Wednesday, 9 December 2009
German Atrocities in the Great War
It is perfectly true that, throughout history, war and atrocity have walked hand in hand, though the Great War is possibly the first occasion in which the question of misbehaviour by one of the combatants became a significant political issue, an issue deeply tied up with the emergence of propaganda as a weapon, more effective, in its own way, than guns and bombs.
Indeed, the British might have been said to have been carried into the war on a wave of propaganda, centering on the rape of 'Gallant little Belgium.' As practitioners of the new art the they were far more adept than the Germans, and the weapons was to be used time and again to explain Prussian barbarism, from the execution of Edith Cavell and the sinking of the Lusitania. Whereas the early campaign had been for the consumption of a domestic audience, later activities were aimed at influencing public opinion in the United States. Many of the main accusations against the 'Huns' were summarised in The Bryce Report of 1915. As a political tactic the whole thing was quite masterly, later earning the respect of Adolf Hitler in Mein Kampf.

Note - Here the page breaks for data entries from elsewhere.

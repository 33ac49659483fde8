//! CSS escape decoding

use std::borrow::Cow;

/// Decode CSS escape sequences.
///
/// Handles hex escapes of 1-6 digits (one following whitespace character
/// is consumed), escaped newlines (removed), and single-character escapes.
/// Code points that cannot be represented decode to U+FFFD.
pub fn decode_css_escapes(input: &str) -> Cow<'_, str> {
    if !input.contains('\\') {
        return Cow::Borrowed(input);
    }

    let mut out = String::with_capacity(input.len());
    let mut chars = input.chars().peekable();

    while let Some(c) = chars.next() {
        if c != '\\' {
            out.push(c);
            continue;
        }

        match chars.peek().copied() {
            None => out.push('\\'),
            Some('\n') | Some('\x0c') => {
                chars.next();
            }
            Some('\r') => {
                chars.next();
                if chars.peek() == Some(&'\n') {
                    chars.next();
                }
            }
            Some(h) if h.is_ascii_hexdigit() => {
                let mut value: u32 = 0;
                let mut digits = 0;
                while digits < 6 {
                    match chars.peek().and_then(|d| d.to_digit(16)) {
                        Some(d) => {
                            value = value * 16 + d;
                            digits += 1;
                            chars.next();
                        }
                        None => break,
                    }
                }
                let decoded = match char::from_u32(value) {
                    Some('\0') | None => '\u{FFFD}',
                    Some(ch) => ch,
                };
                out.push(decoded);

                if let Some(&ws) = chars.peek() {
                    if ws == '\r' {
                        chars.next();
                        if chars.peek() == Some(&'\n') {
                            chars.next();
                        }
                    } else if matches!(ws, ' ' | '\t' | '\n' | '\x0c') {
                        chars.next();
                    }
                }
            }
            Some(other) => {
                chars.next();
                out.push(other);
            }
        }
    }

    Cow::Owned(out)
}

/// Append `text` as a closed double-quoted CSS string
pub fn push_quoted(out: &mut String, text: &str) {
    out.push('"');
    for c in text.chars() {
        match c {
            '"' => out.push_str("\\\""),
            '\\' => out.push_str("\\\\"),
            '\n' => out.push_str("\\a "),
            '\r' => out.push_str("\\d "),
            '\x0c' => out.push_str("\\c "),
            c => out.push(c),
        }
    }
    out.push('"');
}

#[cfg(test)]
mod tests {
    use super::*;

    #[test]
    fn test_no_escapes_borrowed() {
        assert!(matches!(decode_css_escapes("color"), Cow::Borrowed(_)));
    }

    #[test]
    fn test_hex_escapes() {
        assert_eq!(decode_css_escapes("\\65 xpression"), "expression");
        assert_eq!(decode_css_escapes("\\000065xpression"), "expression");
        assert_eq!(
            decode_css_escapes("\\6a\\61\\76\\61\\73\\63\\72\\69\\70\\74:"),
            "javascript:"
        );
    }

    #[test]
    fn test_single_char_escape() {
        assert_eq!(decode_css_escapes("ex\\pression"), "expression");
        assert_eq!(decode_css_escapes("a\\;b"), "a;b");
    }

    #[test]
    fn test_escaped_newline_removed() {
        assert_eq!(decode_css_escapes("java\\\nscript"), "javascript");
    }

    #[test]
    fn test_invalid_code_points() {
        assert_eq!(decode_css_escapes("\\110000"), "\u{FFFD}");
        assert_eq!(decode_css_escapes("\\0"), "\u{FFFD}");
        assert_eq!(decode_css_escapes("\\d800"), "\u{FFFD}");
    }

    #[test]
    fn test_push_quoted_escapes() {
        let mut out = String::new();
        push_quoted(&mut out, "a\"b\\c\nd");
        assert_eq!(out, "\"a\\\"b\\\\c\\a d\"");
        assert_eq!(decode_css_escapes(&out[1..out.len() - 1]), "a\"b\\c\nd");
    }

    #[test]
    fn test_trailing_backslash_kept() {
        assert_eq!(decode_css_escapes("abc\\"), "abc\\");
    }
}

It was only after the war that the doubts began to set in; and, as the attitude towards Germany began to change in the inter-war period, many of the accusations were considered to be outright fabrications, including arguably the most infamous of all, the alleged crucifixion of a Canadian soldier by the name of Harry Band. In Britain a strong pacifist mood took shape in the 1920s, which argued that 'atrocity propaganda', as it was called, had been used to manipulate people into supporting the mass slaughter on the Western Front. A classic example of this is Falsehood in Warfare by Arthur Ponsonby, published in 1928. In Germany, a commission set up by the Reichstag to examine the issue, published a report in 1927, denying that any atrocities had ever taken place. And so the matter passed into popular consciousness, making it difficult to get people in the Allied nations to accept the truth of the stories that filtered through from occupied Europe during the Second World War.
So, was it all just fabrication, propaganda and lies? No, it was not, as the Germans tacitly admitted themselves in the White Book of 1915, which justified actions in Belgium against what was described as Francs-tireurs, alleged irregular forces. The simple fact is that Belgian resistance was tougher, and more prolonged, than the Germans had expected. The invading army became ever more anxious as it advanced, often attributing enemy fire to civilian irregulars. Because of this they began to take pre-emptive measures against an imaginary enemy. Civilians were shot on suspicion alone. The Kaiser himself justified the actions of his troops in a note to President Wilson of September 1914, "My generals were finally compelled to take the most drastic measures in order to punish the guilty and to frighten the blood-thirsty population from continuing their work of vile murder and horror." Over 6000 Belgian civilians were shot, sometimes in large groups by machine gun, in a brief ten-day period during the second half of August 1914. Whole villages were destroyed. In Louvain alone 248 people were killed by nervous German soldiers, convinced that they faced a civilian uprising.
On the basis of these very real incidents it became possible to weave stories of mass rape and mutliation; of murdered nuns and disfigured children. Allied propaganda, in other words, may have exaggerated, but it was not without substance; it was not a complete lie. Harry Band? Well, in 2002 Channel Four in England screened a documentary claiming that this story, long considered to be pure invention, was indeed based on a real incident.